• _Aim of the task_
Go through the lines below, tally those that include the word "TranslationAvailability", and give only the tally.

• _Recorded information_
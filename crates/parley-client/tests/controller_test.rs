//! Scenario tests for the session controller.
//!
//! Every test drives the controller purely through events against a manually
//! advanced clock, so cooldown and banner timing is exact.

use std::{
    sync::{
        Arc,
        atomic::{AtomicU64, Ordering},
    },
    time::Duration,
};

use parley_client::{
    ClientAction, ClientConfig, ClientError, ClientEvent, ConnectionHealth, Environment, Inbound,
    JoinForm, Language, NoticeKind, Outbound, SessionController, SessionPhase, TransportEvent,
};
use parley_proto::{JoinRequest, LanguageChanged, PresenceNotice, ReceivedMessage, RosterUpdate};

/// Clock that only moves when told to.
#[derive(Clone, Default)]
struct ManualClock {
    millis: Arc<AtomicU64>,
}

impl ManualClock {
    fn advance(&self, by: Duration) -> Duration {
        let millis = self.millis.fetch_add(by.as_millis() as u64, Ordering::SeqCst);
        Duration::from_millis(millis) + by
    }
}

impl Environment for ManualClock {
    type Instant = Duration;

    fn now(&self) -> Duration {
        Duration::from_millis(self.millis.load(Ordering::SeqCst))
    }
}

struct Harness {
    clock: ManualClock,
    controller: SessionController<ManualClock>,
}

impl Harness {
    fn new() -> Self {
        let clock = ManualClock::default();
        let controller = SessionController::new(clock.clone(), ClientConfig::default());
        Self { clock, controller }
    }

    fn online() -> Self {
        let mut h = Self::new();
        h.transport(TransportEvent::Connected);
        h
    }

    fn joined() -> Self {
        let mut h = Self::online();
        h.join("alice", Language::English, "lobby").unwrap();
        h.receive(Inbound::Roster(RosterUpdate { members: vec!["alice".into()] }));
        h
    }

    fn handle(&mut self, event: ClientEvent<Duration>) -> Result<Vec<ClientAction>, ClientError> {
        self.controller.handle(event)
    }

    fn join(
        &mut self,
        name: &str,
        language: Language,
        room: &str,
    ) -> Result<Vec<ClientAction>, ClientError> {
        self.handle(ClientEvent::SubmitJoin(JoinForm::new(name, Some(language), room)))
    }

    fn transport(&mut self, event: TransportEvent) -> Vec<ClientAction> {
        self.handle(ClientEvent::Transport(event)).unwrap()
    }

    fn receive(&mut self, inbound: Inbound) -> Vec<ClientAction> {
        self.transport(TransportEvent::Received(inbound))
    }

    fn send(&mut self, content: &str) -> Result<Vec<ClientAction>, ClientError> {
        self.handle(ClientEvent::SendMessage { content: content.into() })
    }

    fn tick_after(&mut self, by: Duration) -> Vec<ClientAction> {
        let now = self.clock.advance(by);
        self.handle(ClientEvent::Tick { now }).unwrap()
    }
}

fn sent(actions: &[ClientAction]) -> Vec<Outbound> {
    actions
        .iter()
        .filter_map(|a| match a {
            ClientAction::Send(out) => Some(out.clone()),
            _ => None,
        })
        .collect()
}

#[test]
fn join_with_missing_fields_never_emits() {
    let mut h = Harness::online();

    for form in [
        JoinForm::new("", Some(Language::English), ""),
        JoinForm::new("  \t", Some(Language::English), "lobby"),
        JoinForm::new("alice", None, "lobby"),
    ] {
        let result = h.handle(ClientEvent::SubmitJoin(form));
        assert!(matches!(result, Err(ClientError::Validation(_))));
    }

    assert_eq!(h.controller.session().phase(), SessionPhase::Unjoined);
}

#[test]
fn join_trims_name_and_defaults_room() {
    let mut h = Harness::online();
    let actions = h.join("  alice  ", Language::Japanese, "").unwrap();

    assert_eq!(sent(&actions), vec![Outbound::Join(JoinRequest {
        display_name: "alice".into(),
        language: Language::Japanese,
        room: "general".into(),
    })]);
    assert!(actions.iter().any(|a| matches!(a, ClientAction::SessionStarted(_))));
}

#[test]
fn disconnect_reconnect_rejoins_exactly_once() {
    let mut h = Harness::joined();
    let identity = h.controller.session().identity().cloned().unwrap();

    let dropped = h.transport(TransportEvent::Disconnected { reason: "io error".into() });
    assert!(dropped.contains(&ClientAction::HealthChanged(ConnectionHealth::Disconnected)));
    assert!(dropped.contains(&ClientAction::TranslationAvailability(false)));
    assert_eq!(h.controller.session().identity(), Some(&identity));
    assert_eq!(h.controller.session().phase(), SessionPhase::Joined);

    let back = h.transport(TransportEvent::Reconnected);
    assert_eq!(sent(&back), vec![Outbound::Join(identity.join_request())]);
    assert_eq!(h.controller.session().identity(), Some(&identity));
    assert!(back.contains(&ClientAction::TranslationAvailability(true)));
}

#[test]
fn rejoin_carries_language_changed_while_offline() {
    let mut h = Harness::joined();
    h.transport(TransportEvent::Disconnected { reason: "io error".into() });

    h.handle(ClientEvent::ChangeLanguage { language: Language::Korean }).unwrap();
    let back = h.transport(TransportEvent::Reconnected);

    let [Outbound::Join(request)]: [Outbound; 1] = sent(&back).try_into().unwrap() else {
        panic!("expected a single join");
    };
    assert_eq!(request.language, Language::Korean);
}

#[test]
fn send_cooldown_cycle() {
    let mut h = Harness::joined();

    assert!(h.send("").unwrap().is_empty());
    assert!(h.send("   ").unwrap().is_empty());
    assert!(h.controller.can_send());

    let actions = h.send("hi").unwrap();
    assert_eq!(sent(&actions), vec![Outbound::SendMessage(parley_proto::SendMessage {
        content: "hi".into()
    })]);
    assert!(actions.contains(&ClientAction::SendAvailability(false)));
    assert!(!h.controller.can_send());

    let early = h.send("again");
    assert!(matches!(early, Err(ClientError::CoolingDown { .. })));

    assert!(h.tick_after(Duration::from_millis(499)).is_empty());
    let ready = h.tick_after(Duration::from_millis(1));
    assert!(ready.contains(&ClientAction::SendAvailability(true)));
    assert!(h.controller.can_send());
}

#[test]
fn late_tick_does_not_reject_send() {
    let mut h = Harness::joined();
    h.send("one").unwrap();

    // Time passes without a tick.
    h.clock.advance(Duration::from_millis(600));
    let actions = h.send("two").unwrap();
    assert_eq!(sent(&actions).len(), 1);
}

#[test]
fn tick_older_than_the_cooldown_start_is_ignored() {
    let mut h = Harness::joined();
    h.clock.advance(Duration::from_secs(5));
    h.send("one").unwrap();

    let stale = h.handle(ClientEvent::Tick { now: Duration::from_secs(1) }).unwrap();
    assert!(!stale.contains(&ClientAction::SendAvailability(true)));
    assert!(!h.controller.can_send());

    let ready = h.tick_after(Duration::from_millis(500));
    assert!(ready.contains(&ClientAction::SendAvailability(true)));
}

#[test]
fn change_language_same_is_silent() {
    let mut h = Harness::joined();
    let actions = h.handle(ClientEvent::ChangeLanguage { language: Language::English }).unwrap();
    assert!(actions.is_empty());
    assert_eq!(h.controller.session().language(), Some(Language::English));
}

#[test]
fn change_language_confirmation_notice() {
    let mut h = Harness::joined();
    let actions = h.handle(ClientEvent::ChangeLanguage { language: Language::Spanish }).unwrap();
    assert_eq!(sent(&actions).len(), 1);
    assert_eq!(h.controller.session().language(), Some(Language::Spanish));

    let confirmed =
        h.receive(Inbound::LanguageChanged(LanguageChanged { language: Language::Spanish }));
    let notice = confirmed.iter().find_map(|a| match a {
        ClientAction::Notice(n) if n.kind == NoticeKind::LanguageChanged => Some(n.text.clone()),
        _ => None,
    });
    assert_eq!(notice.as_deref(), Some("Your language has been changed to Spanish"));
    assert!(!confirmed.iter().any(|a| matches!(a, ClientAction::LanguageSet(_))));
}

#[test]
fn roster_is_replaced_not_merged() {
    let mut h = Harness::joined();
    h.receive(Inbound::Roster(RosterUpdate { members: vec!["a".into(), "b".into()] }));
    let actions = h.receive(Inbound::Roster(RosterUpdate { members: vec!["b".into()] }));

    assert_eq!(actions, vec![ClientAction::RosterReplaced(vec!["b".into()])]);
    assert_eq!(h.controller.presence().members(), ["b".to_string()].as_slice());
}

#[test]
fn presence_notices_never_touch_roster() {
    let mut h = Harness::joined();
    let before = h.controller.presence().members().to_vec();

    let joined = h.receive(Inbound::UserJoined(PresenceNotice {
        username: Some("bob".into()),
        message: "bob joined the chat".into(),
    }));
    let left = h.receive(Inbound::UserLeft(PresenceNotice {
        username: None,
        message: "carol left the chat".into(),
    }));

    assert!(!joined.iter().chain(&left).any(|a| matches!(a, ClientAction::RosterReplaced(_))));
    assert_eq!(h.controller.presence().members(), before.as_slice());
}

#[test]
fn is_own_follows_display_name() {
    let mut h = Harness::joined();
    let deliver = |h: &mut Harness, sender: &str| {
        h.receive(Inbound::Message(ReceivedMessage {
            sender: sender.into(),
            content: "hola".into(),
            timestamp: "12:00:00".into(),
            is_translated: true,
        }))
        .into_iter()
        .find_map(|a| match a {
            ClientAction::DeliverMessage(m) => Some(m),
            _ => None,
        })
        .unwrap()
    };

    let own = deliver(&mut h, "alice");
    assert!(own.is_own);
    assert!(own.is_translated);
    assert!(!deliver(&mut h, "bob").is_own);
}

#[test]
fn connected_banner_dismisses_after_three_seconds() {
    let mut h = Harness::new();
    let actions = h.transport(TransportEvent::Connected);
    assert!(actions.iter().any(|a| matches!(a, ClientAction::ShowBanner(b) if b.text == "Connected!")));

    assert!(h.tick_after(Duration::from_millis(2999)).is_empty());
    assert_eq!(h.tick_after(Duration::from_millis(1)), vec![ClientAction::DismissBanner]);
}

#[test]
fn disconnected_banner_persists() {
    let mut h = Harness::joined();
    h.transport(TransportEvent::Disconnected { reason: "gone".into() });

    assert!(!h.tick_after(Duration::from_secs(60)).contains(&ClientAction::DismissBanner));
    let banner = h.controller.status().banner().cloned().unwrap();
    assert_eq!(banner.text, "Connection lost. Reconnecting...");
}

#[test]
fn connect_error_leaves_session_untouched() {
    let mut h = Harness::new();
    h.join("alice", Language::French, "").unwrap();

    let actions = h.transport(TransportEvent::ConnectError { reason: "refused".into() });
    assert!(sent(&actions).is_empty());
    assert_eq!(h.controller.session().phase(), SessionPhase::Joining);
    assert_eq!(
        h.controller.status().banner().map(|b| b.text.as_str()),
        Some("Connection failed. Please check if the server is running.")
    );
}

#[test]
fn leave_cancels_pending_timers() {
    let mut h = Harness::joined();
    h.send("bye").unwrap();

    let actions = h.handle(ClientEvent::Leave).unwrap();
    assert_eq!(actions.first(), Some(&ClientAction::Disconnect));
    assert!(actions.contains(&ClientAction::SessionEnded));

    // Neither the cooldown nor the banner fires after teardown.
    assert!(h.tick_after(Duration::from_secs(10)).is_empty());
    assert_eq!(h.controller.session().phase(), SessionPhase::Unjoined);
    assert!(h.controller.presence().is_empty());
}

#[test]
fn join_after_leave_starts_fresh() {
    let mut h = Harness::joined();
    h.handle(ClientEvent::Leave).unwrap();

    // Leave tore the transport down, so the new join waits for a connect.
    let actions = h.join("alice2", Language::German, "other").unwrap();
    assert!(sent(&actions).is_empty());

    let connected = h.transport(TransportEvent::Connected);
    assert!(connected.contains(&ClientAction::HealthChanged(ConnectionHealth::Connected)));
    assert_eq!(sent(&connected), vec![Outbound::Join(JoinRequest {
        display_name: "alice2".into(),
        language: Language::German,
        room: "other".into(),
    })]);
}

• _Solution to this problem_
2